Abstract Background Muir–Torre syndrome is an autosomal-dominant mutation in mismatch repair genes that gives rise to sebaceous tumors and visceral malignancies over time. Because colorectal and genitourinary cancers are common in Muir–Torre syndrome, duodenal carcinoma diagnoses are often delayed. Case presentation A 58-year-old woman presented with severe emaciation, anorexia, and upper abdominal pain. She had a history of rectal carcinoma, ascending colon carcinoma, and a right shoulder sebaceous carcinoma. Upper gastrointestinal endoscopy and computed tomography examinations suggested duodenal obstruction due to superior mesenteric artery syndrome, leading to long-term observation.

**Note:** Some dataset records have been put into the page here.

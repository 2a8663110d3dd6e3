//! Run artifacts: manifest, result metrics, trades/equity Parquet tables.
//!
//! Artifact content is a pure function of the Play, the window and the run
//! report. No wall-clock timestamps, no environment reads; two runs of the
//! same Play over the same window write byte-identical files, which is the
//! determinism audit's gate.

use crate::error::{PerpLabError, Result};
use crate::hashing::{canonical_json_pretty, hash_canonical, sha256_hex};
use crate::metrics::Metrics;
use crate::params::Params;
use crate::play::{AccountConfig, Play, PositionPolicy, RiskModel, TimeframesDecl};
use crate::runner::RunReport;
use crate::structure::{kind_output_fields, StructureKind};
use crate::timeframe::TfRole;
use chrono::DateTime;
use polars::prelude::*;
use serde::Serialize;
use std::fs;
use std::path::{Path, PathBuf};

pub const SCHEMA_VERSION: &str = "1.0.0";
pub const ENGINE_NAME: &str = "perplab-core";

/// Engine identity written into every manifest.
#[derive(Debug, Clone, PartialEq, Serialize)]
pub struct EngineInfo {
    pub name: &'static str,
    pub version: &'static str,
}

impl EngineInfo {
    pub fn current() -> Self {
        Self {
            name: ENGINE_NAME,
            version: env!("CARGO_PKG_VERSION"),
        }
    }
}

/// One feature declaration with its registry-resolved outputs.
#[derive(Debug, Clone, PartialEq, Serialize)]
pub struct FeatureManifest {
    pub key: String,
    pub kind: String,
    pub role: TfRole,
    pub params: Params,
    pub source: Option<String>,
    pub outputs: Vec<String>,
    pub warmup_bars: usize,
}
//! The Play: a declarative strategy specification, consumed as data.
//!
//! The surface syntax (YAML) is parsed by a collaborator; the core receives
//! this shape, validates it once, and treats it as immutable for the whole
//! run. All derived state (feeds, compiled rules, detectors, the exchange)
//! is owned by the engine.

use crate::error::{PerpLabError, Result};
use crate::indicators::ResolvedIndicator;
use crate::params::Params;
use crate::rules::BlockSpec;
use crate::structure::{StructureDecl, StructureKind};
use crate::timeframe::{TfRole, Timeframe};
use serde::{Deserialize, Serialize};

/// Account and venue parameters for the simulated exchange.
#[derive(Debug, Clone, PartialEq, Serialize, Deserialize)]
pub struct AccountConfig {
    pub starting_equity_usdt: f64,
    pub max_leverage: f64,
    pub margin_mode: MarginMode,
    pub taker_fee_bps: f64,
    pub maker_fee_bps: f64,
    pub slippage_bps: f64,
    /// Maintenance margin rate as a fraction (0.005 = 0.5%).
    pub maintenance_margin_rate: f64,
    /// Orders below this notional are rejected with a recorded reason.
    #[serde(default = "default_min_notional")]
    pub min_notional_usdt: f64,
    /// Flat funding rate applied per 8-hour settlement, as a fraction.
    #[serde(default)]
    pub funding_rate_8h: f64,
}

fn default_min_notional() -> f64 {
    5.0
}

#[derive(Debug, Clone, Copy, PartialEq, Eq, Serialize, Deserialize)]
#[serde(rename_all = "snake_case")]
pub enum MarginMode {
    Isolated,
    Cross,
}

/// Timeframes by role. The exec timeframe must be the finest declared.
#[derive(Debug, Clone, Copy, PartialEq, Eq, Serialize, Deserialize)]
pub struct TimeframesDecl {
    pub exec: Timeframe,
    #[serde(default, skip_serializing_if = "Option::is_none")]
    pub htf: Option<Timeframe>,
    #[serde(default, skip_serializing_if = "Option::is_none")]
    pub mtf: Option<Timeframe>,
}

impl TimeframesDecl {
    pub fn get(&self, role: TfRole) -> Option<Timeframe> {
        match role {
            TfRole::Exec => Some(self.exec),
            TfRole::Htf => self.htf,
            TfRole::Mtf => self.mtf,
        }
    }

    pub fn declared_roles(&self) -> Vec<TfRole> {
        let mut roles = vec![TfRole::Exec];
        if self.htf.is_some() {
            roles.push(TfRole::Htf);
        }
        if self.mtf.is_some() {
            roles.push(TfRole::Mtf);
        }
        roles
    }
}

/// One indicator declaration.
#[derive(Debug, Clone, PartialEq, Serialize, Deserialize)]
pub struct FeatureDecl {
    /// Canonical key (`ema_20`, `macd_12_26_9`, ...); validated against the
    /// registry's canonical naming.
    pub key: String,
    pub kind: String,
    #[serde(default)]
    pub params: Params,
    #[serde(default, skip_serializing_if = "Option::is_none")]
    pub source: Option<String>,
    #[serde(default = "default_role")]
    pub role: TfRole,
}

fn default_role() -> TfRole {
    TfRole::Exec
}

/// Position policy: direction filter and exit style.
#[derive(Debug, Clone, PartialEq, Serialize, Deserialize)]
pub struct PositionPolicy {
    pub direction: TradeDirection,
    pub exit_mode: ExitMode,
    /// Optional terminal stop: halt the run when equity drops this percent
    /// below the UTC day's opening equity.
    #[serde(default, skip_serializing_if = "Option::is_none")]
    pub daily_loss_limit_pct: Option<f64>,
}

#[derive(Debug, Clone, Copy, PartialEq, Eq, Serialize, Deserialize)]
#[serde(rename_all = "snake_case")]
pub enum TradeDirection {
    LongOnly,
    ShortOnly,
    LongShort,
}

impl TradeDirection {
    pub fn allows_long(&self) -> bool {
        matches!(self, TradeDirection::LongOnly | TradeDirection::LongShort)
    }

    pub fn allows_short(&self) -> bool {
        matches!(self, TradeDirection::ShortOnly | TradeDirection::LongShort)
    }
}

#[derive(Debug, Clone, Copy, PartialEq, Eq, Serialize, Deserialize)]
#[serde(rename_all = "snake_case")]
pub enum ExitMode {
    /// Only the bracket (SL/TP) closes positions; exit intents are ignored.
    SlTpOnly,
    /// Only exit intents close positions; no bracket is attached.
    Signal,
    /// Both are armed; whichever triggers first closes.
    FirstHit,
}

/// Stop-loss / take-profit rule.
#[derive(Debug, Clone, PartialEq, Serialize, Deserialize)]
#[serde(tag = "mode", rename_all = "snake_case")]
pub enum BracketRule {
    /// Percent of ROI on margin; the price distance shrinks with leverage.
    RoiPct { pct: f64 },
    /// Percent of entry price, leverage-independent.
    PricePct { pct: f64 },
    /// ATR multiple read from a declared feature at entry time.
    AtrMult { mult: f64, atr_key: String },
}

/// Order sizing rule.
#[derive(Debug, Clone, PartialEq, Serialize, Deserialize)]
#[serde(tag = "mode", rename_all = "snake_case")]
pub enum SizingRule {
    /// `equity × pct/100 × leverage`, capped by available balance × max leverage.
    PercentEquity { pct: f64, leverage: f64 },
    /// `(equity × risk_pct/100) / stop_distance_frac × leverage`.
    RiskBased { risk_pct: f64, leverage: f64 },
    FixedUsdt { usdt: f64, leverage: f64 },
}

impl SizingRule {
    pub fn leverage(&self) -> f64 {
        match self {
            SizingRule::PercentEquity { leverage, .. }
            | SizingRule::RiskBased { leverage, .. }
            | SizingRule::FixedUsdt { leverage, .. } => *leverage,
        }
    }
}

/// Risk model: bracket rules plus sizing.
#[derive(Debug, Clone, PartialEq, Serialize, Deserialize)]
pub struct RiskModel {
    #[serde(default, skip_serializing_if = "Option::is_none")]
    pub stop_loss: Option<BracketRule>,
    #[serde(default, skip_serializing_if = "Option::is_none")]
    pub take_profit: Option<BracketRule>,
    pub sizing: SizingRule,
}

/// The complete strategy specification for one run.
#[derive(Debug, Clone, PartialEq, Serialize, Deserialize)]
pub struct Play {
    pub id: String,
    pub version: String,
    pub symbol: String,
    pub account: AccountConfig,
    pub timeframes: TimeframesDecl,
    #[serde(default)]
    pub features: Vec<FeatureDecl>,
    #[serde(default)]
    pub structures: Vec<StructureDecl>,
    pub policy: PositionPolicy,
    pub blocks: Vec<BlockSpec>,
    pub risk: RiskModel,
}

impl Play {
    /// Structural validation that needs no market data. Feed-dependent
    /// checks (rule compilation, structure aux columns) run at prep time.
    pub fn validate(&self) -> Result<()> {
        if self.id.is_empty() || self.symbol.is_empty() {
            return Err(PerpLabError::Config(
                "play id and symbol must be non-empty".into(),
            ));
        }

        let acct = &self.account;
        if acct.starting_equity_usdt <= 0.0 {
            return Err(PerpLabError::Config(
                "starting_equity_usdt must be positive".into(),
            ));
        }
        if acct.max_leverage < 1.0 {
            return Err(PerpLabError::Config("max_leverage must be >= 1".into()));
        }
        if acct.margin_mode != MarginMode::Isolated {
            return Err(PerpLabError::Config(
                "only isolated margin is supported".into(),
            ));
        }
        if !(0.0..0.1).contains(&acct.maintenance_margin_rate) {
            return Err(PerpLabError::Config(
                "maintenance_margin_rate must lie in [0, 0.1)".into(),
            ));
        }

        // Exec must be the finest declared timeframe and every coarser role
        // must dilate evenly over it.
        for role in [TfRole::Htf, TfRole::Mtf] {
            if let Some(tf) = self.timeframes.get(role) {
                if tf < self.timeframes.exec {
                    return Err(PerpLabError::Config(format!(
                        "{role} timeframe {tf} is finer than exec {}",
                        self.timeframes.exec
                    )));
                }
                tf.dilation(self.timeframes.exec)?;
            }
        }

        // Features resolve against the registry; roles must be declared.
        for f in &self.features {
            if self.timeframes.get(f.role).is_none() {
                return Err(PerpLabError::Config(format!(
                    "feature '{}' declared on role {} with no timeframe",
                    f.key, f.role
                )));
            }
            ResolvedIndicator::resolve(&f.key, &f.kind, f.source.as_deref(), &f.params)?;
        }

        // Structure kinds parse; dependency wiring is validated when the
        // engine is built, ordering included.
        for s in &self.structures {
            StructureKind::parse(&s.kind)?;
        }

        let leverage = self.risk.sizing.leverage();
        if leverage < 1.0 || leverage > acct.max_leverage {
            return Err(PerpLabError::Config(format!(
                "sizing leverage {leverage} outside 1..={}",
                acct.max_leverage
            )));
        }

        match self.policy.exit_mode {
            ExitMode::SlTpOnly | ExitMode::FirstHit => {
                if self.risk.stop_loss.is_none() {
                    return Err(PerpLabError::Config(format!(
                        "exit_mode {:?} requires a stop_loss rule",
                        self.policy.exit_mode
                    )));
                }
            }
            ExitMode::Signal => {}
        }

        for rule in [&self.risk.stop_loss, &self.risk.take_profit]
            .into_iter()
            .flatten()
        {
            match rule {
                BracketRule::RoiPct { pct } | BracketRule::PricePct { pct } => {
                    if *pct <= 0.0 {
                        return Err(PerpLabError::Config(
                            "bracket percent must be positive".into(),
                        ));
                    }
                }
                BracketRule::AtrMult { mult, atr_key } => {
                    if *mult <= 0.0 {
                        return Err(PerpLabError::Config(
                            "bracket ATR multiple must be positive".into(),
                        ));
                    }
                    if !self.features.iter().any(|f| &f.key == atr_key) {
                        return Err(PerpLabError::Config(format!(
                            "bracket references undeclared feature '{atr_key}'"
                        )));
                    }
                }
            }
        }

        if let Some(limit) = self.policy.daily_loss_limit_pct {
            if !(0.0..100.0).contains(&limit) || limit == 0.0 {
                return Err(PerpLabError::Config(
                    "daily_loss_limit_pct must lie in (0, 100)".into(),
                ));
            }
        }

        if self.blocks.is_empty() {
            return Err(PerpLabError::Config(
                "play declares no rule blocks".into(),
            ));
        }

        Ok(())
    }

    /// Resolved indicator declarations, in declaration order.
    pub fn resolved_features(&self) -> Result<Vec<(TfRole, ResolvedIndicator)>> {
        self.features
            .iter()
            .map(|f| {
                Ok((
                    f.role,
                    ResolvedIndicator::resolve(&f.key, &f.kind, f.source.as_deref(), &f.params)?,
                ))
            })
            .collect()
    }
}

#[cfg(test)]
pub(crate) mod test_support {
    use super::*;
    use serde_json::json;

    /// A minimal valid Play: hourly EMA crossover long with ROI brackets.
    pub fn ema_cross_play() -> Play {
        serde_json::from_value(json!({
            "id": "ema-cross-demo",
            "version": "1",
            "symbol": "BTCUSDT",
            "account": {
                "starting_equity_usdt": 10_000.0,
                "max_leverage": 10.0,
                "margin_mode": "isolated",
                "taker_fee_bps": 5.5,
                "maker_fee_bps": 2.0,
                "slippage_bps": 1.0,
                "maintenance_margin_rate": 0.005
            },
            "timeframes": {"exec": "1h"},
            "features": [
                {"key": "ema_9", "kind": "ema", "params": {"period": 9}},
                {"key": "ema_21", "kind": "ema", "params": {"period": 21}}
            ],
            "policy": {"direction": "long_only", "exit_mode": "first_hit"},
            "blocks": [
                {
                    "id": "entry",
                    "cases": [{
                        "when": {"op": "cross_above", "lhs": "ema_9", "rhs": "ema_21"},
                        "emit": [{"action": "entry_long"}]
                    }]
                },
                {
                    "id": "exit",
                    "cases": [{
                        "when": {"op": "cross_below", "lhs": "ema_9", "rhs": "ema_21"},
                        "emit": [{"action": "exit_long"}]
                    }]
                }
            ],
            "risk": {
                "stop_loss": {"mode": "roi_pct", "pct": 2.0},
                "take_profit": {"mode": "roi_pct", "pct": 4.0},
                "sizing": {"mode": "percent_equity", "pct": 10.0, "leverage": 3.0}
            }
        }))
        .unwrap()
    }
}

#[cfg(test)]
mod tests {
    use super::test_support::ema_cross_play;
    use super::*;

    #[test]
    fn valid_play_passes() {
        assert!(ema_cross_play().validate().is_ok());
    }

    #[test]
    fn rejects_cross_margin() {
        let mut play = ema_cross_play();
        play.account.margin_mode = MarginMode::Cross;
        assert!(play.validate().is_err());
    }

    #[test]
    fn rejects_sizing_leverage_over_max() {
        let mut play = ema_cross_play();
        play.risk.sizing = SizingRule::PercentEquity {
            pct: 10.0,
            leverage: 25.0,
        };
        assert!(play.validate().is_err());
    }

    #[test]
    fn rejects_htf_finer_than_exec() {
        let mut play = ema_cross_play();
        play.timeframes.htf = Some(Timeframe::M15);
        assert!(play.validate().is_err());
    }

    #[test]
    fn sl_tp_only_requires_stop() {
        let mut play = ema_cross_play();
        play.policy.exit_mode = ExitMode::SlTpOnly;
        play.risk.stop_loss = None;
        assert!(play.validate().is_err());
    }

    #[test]
    fn atr_bracket_must_reference_declared_feature() {
        let mut play = ema_cross_play();
        play.risk.stop_loss = Some(BracketRule::AtrMult {
            mult: 2.0,
            atr_key: "atr_14".into(),
        });
        assert!(play.validate().is_err());
    }

    #[test]
    fn unknown_feature_kind_is_config_error() {
        let mut play = ema_cross_play();
        play.features[0].kind = "hull_ma".into();
        assert!(play.validate().is_err());
    }

    #[test]
    fn play_json_round_trip() {
        let play = ema_cross_play();
        let s = serde_json::to_string(&play).unwrap();
        let back: Play = serde_json::from_str(&s).unwrap();
        assert_eq!(back, play);
    }
}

Seven months later, she was finally diagnosed with duodenal carcinoma of the third portion. As the papilla of Vater was preservable due to tumor location, she received a partial duodenectomy in lieu of a pancreatoduodenectomy. Pathologically, the tumor was a well-differentiated adenocarcinoma with a classification of T3N0M0 Stage IIA (UICC, 8th edition). The postoperative course was uneventful and her appetite returned. A mutation in mismatch repair gene MSH2 confirmed the diagnosis of Muir–Torre syndrome genetically. Three years later, her nutritional status has fully recovered and she is free from both recurrence and metastasis. Conclusion In patients with comorbid skin sebaceous tumors and gastrointestinal malignancies, genetic screening is strongly recommended. Patients with Muir–Torre syndrome require long-term follow-up, and function-preserving treatment is desirable.